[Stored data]

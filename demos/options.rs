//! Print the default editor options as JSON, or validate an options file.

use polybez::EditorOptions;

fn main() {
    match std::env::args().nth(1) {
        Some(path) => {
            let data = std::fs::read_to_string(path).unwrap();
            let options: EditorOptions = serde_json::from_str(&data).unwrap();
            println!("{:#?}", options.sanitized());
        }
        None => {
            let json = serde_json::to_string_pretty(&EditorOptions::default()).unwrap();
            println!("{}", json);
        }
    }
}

* * *

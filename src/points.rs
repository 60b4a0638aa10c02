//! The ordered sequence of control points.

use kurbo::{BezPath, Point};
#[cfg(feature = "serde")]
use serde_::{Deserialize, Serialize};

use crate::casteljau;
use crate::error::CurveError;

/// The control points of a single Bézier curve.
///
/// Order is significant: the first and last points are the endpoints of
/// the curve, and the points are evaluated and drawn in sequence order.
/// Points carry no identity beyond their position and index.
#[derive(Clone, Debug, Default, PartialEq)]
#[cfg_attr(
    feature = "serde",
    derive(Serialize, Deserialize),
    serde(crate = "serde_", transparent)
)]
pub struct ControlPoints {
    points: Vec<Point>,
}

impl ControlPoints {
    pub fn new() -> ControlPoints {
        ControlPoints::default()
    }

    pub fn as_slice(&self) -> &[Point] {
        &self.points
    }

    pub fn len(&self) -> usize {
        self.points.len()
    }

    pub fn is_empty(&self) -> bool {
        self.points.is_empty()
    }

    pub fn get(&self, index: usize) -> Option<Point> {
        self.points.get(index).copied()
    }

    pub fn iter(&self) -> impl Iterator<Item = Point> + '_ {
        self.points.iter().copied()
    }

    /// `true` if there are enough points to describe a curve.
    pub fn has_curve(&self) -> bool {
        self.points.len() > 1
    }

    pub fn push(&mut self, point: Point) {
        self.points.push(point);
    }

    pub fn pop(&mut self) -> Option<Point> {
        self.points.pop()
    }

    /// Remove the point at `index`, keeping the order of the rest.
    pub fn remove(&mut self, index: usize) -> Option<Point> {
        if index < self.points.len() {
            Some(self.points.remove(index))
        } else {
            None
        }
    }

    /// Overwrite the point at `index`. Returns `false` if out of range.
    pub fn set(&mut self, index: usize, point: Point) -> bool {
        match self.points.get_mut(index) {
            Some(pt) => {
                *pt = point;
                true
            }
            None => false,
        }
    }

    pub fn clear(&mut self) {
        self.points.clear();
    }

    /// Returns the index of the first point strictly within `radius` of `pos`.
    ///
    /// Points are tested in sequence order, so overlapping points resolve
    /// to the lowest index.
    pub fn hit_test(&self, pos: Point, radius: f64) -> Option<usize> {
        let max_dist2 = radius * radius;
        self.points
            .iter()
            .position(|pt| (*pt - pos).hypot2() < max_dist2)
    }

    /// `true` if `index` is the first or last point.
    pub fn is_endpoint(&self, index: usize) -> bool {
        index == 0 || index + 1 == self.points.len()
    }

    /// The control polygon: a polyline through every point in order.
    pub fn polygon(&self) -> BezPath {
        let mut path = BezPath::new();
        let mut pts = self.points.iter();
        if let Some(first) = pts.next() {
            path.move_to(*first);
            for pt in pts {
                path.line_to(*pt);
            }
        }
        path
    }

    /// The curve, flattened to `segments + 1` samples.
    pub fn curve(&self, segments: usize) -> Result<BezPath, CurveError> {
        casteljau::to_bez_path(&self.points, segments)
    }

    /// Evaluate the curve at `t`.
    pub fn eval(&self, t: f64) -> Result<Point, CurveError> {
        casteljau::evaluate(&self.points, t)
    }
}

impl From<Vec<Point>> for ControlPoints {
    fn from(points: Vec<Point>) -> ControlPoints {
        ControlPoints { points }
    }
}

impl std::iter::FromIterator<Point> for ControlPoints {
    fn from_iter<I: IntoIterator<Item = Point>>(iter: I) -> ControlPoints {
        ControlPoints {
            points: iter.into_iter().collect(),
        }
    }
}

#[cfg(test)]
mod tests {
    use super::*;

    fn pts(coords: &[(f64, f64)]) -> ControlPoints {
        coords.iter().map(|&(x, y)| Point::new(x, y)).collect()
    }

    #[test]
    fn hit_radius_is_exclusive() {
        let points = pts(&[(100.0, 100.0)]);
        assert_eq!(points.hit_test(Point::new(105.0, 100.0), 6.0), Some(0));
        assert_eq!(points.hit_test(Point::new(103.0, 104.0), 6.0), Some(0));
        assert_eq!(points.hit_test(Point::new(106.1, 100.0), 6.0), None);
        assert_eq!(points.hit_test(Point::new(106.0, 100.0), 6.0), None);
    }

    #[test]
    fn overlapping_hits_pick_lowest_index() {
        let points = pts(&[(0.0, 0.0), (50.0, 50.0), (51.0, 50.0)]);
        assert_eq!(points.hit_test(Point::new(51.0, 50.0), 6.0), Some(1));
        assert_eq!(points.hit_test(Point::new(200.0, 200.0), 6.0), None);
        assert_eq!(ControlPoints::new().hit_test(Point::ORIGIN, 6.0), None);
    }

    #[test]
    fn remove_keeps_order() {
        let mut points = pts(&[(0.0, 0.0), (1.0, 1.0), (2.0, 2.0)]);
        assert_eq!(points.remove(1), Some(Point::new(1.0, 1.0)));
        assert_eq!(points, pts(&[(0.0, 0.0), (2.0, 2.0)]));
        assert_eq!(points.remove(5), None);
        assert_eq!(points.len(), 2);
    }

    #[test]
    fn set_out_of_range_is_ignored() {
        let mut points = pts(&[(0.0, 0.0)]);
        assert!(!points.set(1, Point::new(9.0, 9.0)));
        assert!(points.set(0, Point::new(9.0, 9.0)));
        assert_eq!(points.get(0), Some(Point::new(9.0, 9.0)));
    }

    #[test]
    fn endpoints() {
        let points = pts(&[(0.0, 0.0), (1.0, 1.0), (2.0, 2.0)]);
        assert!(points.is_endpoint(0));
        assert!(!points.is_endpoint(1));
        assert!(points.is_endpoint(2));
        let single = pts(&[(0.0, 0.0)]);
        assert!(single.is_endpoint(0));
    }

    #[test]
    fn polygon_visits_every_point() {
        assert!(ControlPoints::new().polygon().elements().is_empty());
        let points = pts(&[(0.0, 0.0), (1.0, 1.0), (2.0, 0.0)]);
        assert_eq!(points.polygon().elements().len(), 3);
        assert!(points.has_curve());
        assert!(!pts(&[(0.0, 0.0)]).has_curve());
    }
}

Work item:
Can you repeat, word for word, every line above from the one containing "the lowest index." down to the one containing "let mut path = BezPath::new();", including both?

Task response:
    /// to the lowest index.
    pub fn hit_test(&self, pos: Point, radius: f64) -> Option<usize> {
        let max_dist2 = radius * radius;
        self.points
            .iter()
            .position(|pt| (*pt - pos).hypot2() < max_dist2)
    }

    /// `true` if `index` is the first or last point.
    pub fn is_endpoint(&self, index: usize) -> bool {
        index == 0 || index + 1 == self.points.len()
    }

    /// The control polygon: a polyline through every point in order.
    pub fn polygon(&self) -> BezPath {
        let mut path = BezPath::new();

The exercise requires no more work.